To study the alternative expression and sequence of human elongation factor-1 delta (human EF-1 delta p31) during malignant transformation of human bronchial epithelial cells induced by cadmium chloride (CdC12) and its possible mechanism.

METHODS

Total RNA was isolated at different stages of transformed human bronchial epithelial cells (16HBE) induced by CdCl2 at a concentration of 5.0 microM. Special primers and probe for human EF-1 delta p31 were designed and expression of human EF-1 delta mRNA from different cell lines was detected with fluorescent quantitative PCR technique.

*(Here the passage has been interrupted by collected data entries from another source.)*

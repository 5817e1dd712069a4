use chrono::{DateTime, Utc};
use serde::{Deserialize, Serialize};

#[derive(Debug, Clone, Copy, PartialEq, Eq, Hash, Serialize, Deserialize)]
#[serde(rename_all = "lowercase")]
pub enum SlotStatus {
    Available,
    Booked,
    Blocked,
}

impl SlotStatus {
    pub fn is_available(&self) -> bool {
        matches!(self, SlotStatus::Available)
    }
}

/// Who holds a booked slot. Only the admin projection exposes it.
#[derive(Debug, Clone, PartialEq, Eq)]
pub struct SlotHolder {
    pub name: String,
    pub email: String,
}

/// One candidate slot after reconciliation.
#[derive(Debug, Clone, PartialEq, Eq)]
pub struct ReconciledSlot {
    pub slot_time: DateTime<Utc>,
    pub status: SlotStatus,
    pub holder: Option<SlotHolder>,
}

#[derive(Debug, Clone, PartialEq, Eq, Serialize, Deserialize)]
pub struct PublicSlot {
    pub slot_time: String,
    pub available: bool,
}

#[derive(Debug, Clone, PartialEq, Eq, Serialize, Deserialize)]
pub struct AdminSlot {
    pub slot_time: String,
    pub status: SlotStatus,
    #[serde(skip_serializing_if = "Option::is_none")]
    pub name: Option<String>,
    #[serde(skip_serializing_if = "Option::is_none")]
    pub email: Option<String>,
}

/// Diagnostic view of a stored blocked slot.
#[derive(Debug, Clone, PartialEq, Eq, Serialize, Deserialize)]
pub struct BlockedSlotView {
    pub slot_time_utc: String,
    pub slot_time_local: String,
    pub slot_key: i64,
}
//! # Error Handling Middleware
//!
//! Maps domain errors to HTTP status codes and a uniform JSON body:
//!
//! ```json
//! {"error": "Slot already booked", "code": "already_booked"}
//! ```
//!
//! Server-side failures are logged in full and reported to the client with a
//! generic message.

use axum::{
    extract::rejection::JsonRejection,
    http::StatusCode,
    response::{IntoResponse, Response},
    Json,
};
use coachcal_core::errors::BookingError;
use serde_json::json;
use tracing::error;

/// Application error wrapper that provides HTTP status code mapping
///
/// `AppError` wraps [`BookingError`] and implements `IntoResponse`, so
/// handlers can use `?` on anything returning `BookingResult`.
#[derive(Debug)]
pub struct AppError(pub BookingError);

impl AppError {
    pub fn status(&self) -> StatusCode {
        match &self.0 {
            BookingError::Validation(_) => StatusCode::BAD_REQUEST,
            BookingError::NotFound(_) => StatusCode::NOT_FOUND,
            BookingError::Conflict(_) => StatusCode::CONFLICT,
            BookingError::Database(_) => StatusCode::INTERNAL_SERVER_ERROR,
            BookingError::Dependency(_) => StatusCode::INTERNAL_SERVER_ERROR,
        }
    }
}

impl IntoResponse for AppError {
    fn into_response(self) -> Response {
        let status = self.status();

        let message = if status.is_server_error() {
            error!("Request failed: {:#}", self.0);
            "Internal server error".to_string()
        } else {
            self.0.to_string()
        };
        let body = Json(json!({ "error": message, "code": self.0.code() }));

        (status, body).into_response()
    }
}

impl From<BookingError> for AppError {
    fn from(err: BookingError) -> Self {
        AppError(err)
    }
}

impl From<eyre::Report> for AppError {
    fn from(err: eyre::Report) -> Self {
        AppError(BookingError::Database(err))
    }
}

/// Any body that fails to deserialize is a client error.
impl From<JsonRejection> for AppError {
    fn from(rejection: JsonRejection) -> Self {
        AppError(BookingError::Validation(format!(
            "Invalid request body: {}",
            rejection.body_text()
        )))
    }
}
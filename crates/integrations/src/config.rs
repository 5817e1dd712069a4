//! Collaborator configuration.
//!
//! Each collaborator is enabled only when its credentials are present; a
//! missing credential yields `None` rather than an error.
//!
//! ## Environment Variables
//!
//! - `EMAIL_API_URL`: transactional email endpoint (default: Resend)
//! - `EMAIL_API_KEY`, `EMAIL_FROM`: required to enable email
//! - `EMAIL_FROM_NAME`, `EMAIL_SUBJECT`: sender display name and subject line
//! - `ZOOM_ACCOUNT_ID`, `ZOOM_CLIENT_ID`, `ZOOM_CLIENT_SECRET`: required to enable Zoom
//! - `ZOOM_OAUTH_URL`, `ZOOM_API_URL`: endpoint overrides
//! - `ZOOM_MEETING_TOPIC`: meeting topic prefix

use std::env;

pub const DEFAULT_EMAIL_API_URL: &str = "https://api.resend.com/emails";
pub const DEFAULT_ZOOM_OAUTH_URL: &str = "https://zoom.us";
pub const DEFAULT_ZOOM_API_URL: &str = "https://api.zoom.us/v2";

#[derive(Debug, Clone)]
pub struct EmailConfig {
    pub api_url: String,
    pub api_key: String,
    pub from: String,
    pub from_name: String,
    pub subject: String,
}

impl EmailConfig {
    pub fn from_env() -> Option<Self> {
        Self::from_vars(|key| env::var(key).ok())
    }

    pub fn from_vars<F>(var: F) -> Option<Self>
    where
        F: Fn(&str) -> Option<String>,
    {
        let api_key = non_empty(var("EMAIL_API_KEY"))?;
        let from = non_empty(var("EMAIL_FROM"))?;

        Some(Self {
            api_url: non_empty(var("EMAIL_API_URL"))
                .unwrap_or_else(|| DEFAULT_EMAIL_API_URL.to_string()),
            api_key,
            from,
            from_name: non_empty(var("EMAIL_FROM_NAME"))
                .unwrap_or_else(|| "Coach Calendar".to_string()),
            subject: non_empty(var("EMAIL_SUBJECT"))
                .unwrap_or_else(|| "Your coaching session is confirmed".to_string()),
        })
    }

    pub fn summary(&self) -> String {
        format!(
            "email via {} as {} <{}>, key {}",
            self.api_url,
            self.from_name,
            self.from,
            mask_secret(&self.api_key)
        )
    }
}

#[derive(Debug, Clone)]
pub struct ZoomConfig {
    pub account_id: String,
    pub client_id: String,
    pub client_secret: String,
    pub oauth_url: String,
    pub api_url: String,
    pub topic: String,
}

impl ZoomConfig {
    pub fn from_env() -> Option<Self> {
        Self::from_vars(|key| env::var(key).ok())
    }

    pub fn from_vars<F>(var: F) -> Option<Self>
    where
        F: Fn(&str) -> Option<String>,
    {
        let account_id = non_empty(var("ZOOM_ACCOUNT_ID"))?;
        let client_id = non_empty(var("ZOOM_CLIENT_ID"))?;
        let client_secret = non_empty(var("ZOOM_CLIENT_SECRET"))?;

        Some(Self {
            account_id,
            client_id,
            client_secret,
            oauth_url: non_empty(var("ZOOM_OAUTH_URL"))
                .unwrap_or_else(|| DEFAULT_ZOOM_OAUTH_URL.to_string()),
            api_url: non_empty(var("ZOOM_API_URL"))
                .unwrap_or_else(|| DEFAULT_ZOOM_API_URL.to_string()),
            topic: non_empty(var("ZOOM_MEETING_TOPIC"))
                .unwrap_or_else(|| "Coaching session".to_string()),
        })
    }

    pub fn summary(&self) -> String {
        format!(
            "zoom account {} client {} secret {}",
            mask_secret(&self.account_id),
            mask_secret(&self.client_id),
            mask_secret(&self.client_secret)
        )
    }
}

fn non_empty(value: Option<String>) -> Option<String> {
    value
        .map(|v| v.trim().to_string())
        .filter(|v| !v.is_empty())
}

/// Keeps the first four characters of a credential.
pub fn mask_secret(secret: &str) -> String {
    let prefix: String = secret.chars().take(4).collect();
    if prefix.chars().count() == secret.chars().count() {
        return "****".to_string();
    }
    format!("{}****", prefix)
}
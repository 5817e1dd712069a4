use chrono::{DateTime, Utc};
use coachcal_core::models::meeting::BookingConfirmation;
use coachcal_core::store::ConfirmationSender;
use coachcal_integrations::email::{google_calendar_url, invite_ics};
use coachcal_integrations::{EmailConfig, EmailSender};
use mockito::{Matcher, Server};
use pretty_assertions::assert_eq;
use serde_json::json;

fn confirmation(meeting_url: Option<&str>) -> BookingConfirmation {
    BookingConfirmation {
        name: "Olena <Kovalenko>".to_string(),
        email: "olena@example.com".to_string(),
        slot_time: DateTime::parse_from_rfc3339("2025-06-02T11:30:00+02:00")
            .unwrap()
            .with_timezone(&Utc),
        meeting_url: meeting_url.map(str::to_string),
    }
}

fn config(api_url: String) -> EmailConfig {
    EmailConfig {
        api_url,
        api_key: "re_test_key".to_string(),
        from: "sessions@coach.example.com".to_string(),
        from_name: "Coach Calendar".to_string(),
        subject: "Your coaching session is confirmed".to_string(),
    }
}

fn sender(api_url: String) -> EmailSender {
    EmailSender::new(config(api_url), chrono_tz::Europe::Amsterdam).unwrap()
}

#[test]
fn test_compose_renders_local_time_and_escapes_names() {
    let content = sender("http://localhost".to_string())
        .compose(&confirmation(None))
        .unwrap();

    assert_eq!(content.subject, "Your coaching session is confirmed");
    assert!(content.text.contains("Monday, June 2, 2025 at 11:30 AM CEST"));
    assert!(content.text.contains("Duration: 30 minutes"));
    assert!(content.text.contains("Hello Olena <Kovalenko>,"));
    assert!(content.html.contains("<strong>Olena &lt;Kovalenko&gt;</strong>"));
    assert!(!content.html.contains("<Kovalenko>"));
    assert!(!content.html.contains("Join the meeting"));
    assert!(!content.text.contains("Online meeting:"));
}

#[test]
fn test_compose_escapes_markup_in_html_only() {
    let mut booking = confirmation(None);
    booking.name = "<script>alert(1)</script>".to_string();
    booking.email = "x\"@example.com".to_string();

    let content = sender("http://localhost".to_string())
        .compose(&booking)
        .unwrap();

    assert!(!content.html.contains("<script>"));
    assert!(content.html.contains("&lt;script&gt;alert(1)&lt;/script&gt;"));
    assert!(content.html.contains("Email: x&quot;@example.com"));
    assert!(content.text.contains("Name: <script>alert(1)</script>"));
    assert!(content.text.contains("Email: x\"@example.com"));
}

#[test]
fn test_compose_includes_meeting_link_when_present() {
    let content = sender("http://localhost".to_string())
        .compose(&confirmation(Some("https://zoom.us/j/84120593311")))
        .unwrap();

    assert!(content.html.contains("Join the meeting"));
    assert!(content.html.contains(r#"href="https://zoom.us/j/84120593311""#));
    assert!(content.text.contains("Online meeting:"));
    assert!(content.html.contains("https://zoom.us/j/84120593311"));
    assert!(content.text.contains("https://zoom.us/j/84120593311"));
}

#[test]
fn test_google_calendar_url() {
    let mut booking = confirmation(None);
    booking.name = "Olena".to_string();

    assert_eq!(
        google_calendar_url(&booking),
        "https://calendar.google.com/calendar/render?action=TEMPLATE\
         &text=Coaching%20session%20with%20Olena\
         &dates=20250602T093000Z/20250602T100000Z"
    );
}

#[test]
fn test_invite_ics() {
    let ics = invite_ics(&confirmation(None), "booking-1@coachcal");

    assert!(ics.contains("BEGIN:VCALENDAR"));
    assert!(ics.contains("BEGIN:VEVENT"));
    assert!(ics.contains("UID:booking-1@coachcal"));
    assert!(ics.contains("DTSTART:20250602T093000Z"));
    assert!(ics.contains("DTEND:20250602T100000Z"));
    assert!(ics.contains("BEGIN:VALARM"));
    assert!(ics.contains("ACTION:DISPLAY"));
}

#[tokio::test]
async fn test_send_posts_to_email_api() {
    let mut server = Server::new_async().await;
    let mock = server
        .mock("POST", "/emails")
        .match_header("authorization", "Bearer re_test_key")
        .match_body(Matcher::AllOf(vec![
            Matcher::PartialJson(json!({
                "from": "Coach Calendar <sessions@coach.example.com>",
                "subject": "Your coaching session is confirmed",
            })),
            Matcher::Regex("invite\\.ics".to_string()),
        ]))
        .with_status(200)
        .with_body(r#"{"id":"49a3999c-0ce1-4ea6-ab68-afcd6dc2e794"}"#)
        .expect(1)
        .create_async()
        .await;

    sender(format!("{}/emails", server.url()))
        .send_confirmation(&confirmation(None))
        .await
        .unwrap();

    mock.assert_async().await;
}

#[tokio::test]
async fn test_send_reports_api_errors() {
    let mut server = Server::new_async().await;
    let _mock = server
        .mock("POST", "/emails")
        .with_status(422)
        .with_body(r#"{"message":"Invalid `to` field"}"#)
        .create_async()
        .await;

    let err = sender(format!("{}/emails", server.url()))
        .send_confirmation(&confirmation(None))
        .await
        .unwrap_err();

    assert!(err.to_string().contains("422"));
}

EF-18 cDNA from different cell lines was purified and cloned into pMD 18-T vector followed by confirming and sequencing analysis.

RESULTS

The expressions of human EF-1 beta p31 at different stages of 16HBE cells transformed by CdCl2 was elevated (P < 0.01 or P < 0.05). Compared with their corresponding non-transformed cells, the overexpression level of EF-1 delta p31 was averagely increased 2.9 folds in Cd-pretransformed cells, 4.3 folds in Cd-transformed cells and 7.2 folds in Cd-tumorigenic cells. No change was found n the sequence of overexpressed EF-1beta p31 at different stages of 16HBE cells transformed by CdCl2.

CONCLUSION

Overexpression of human EF-1beta p31 is positively correlated with malignant transformation of 16HBE cells induced by CdC12, but is not correlated with DNA mutations.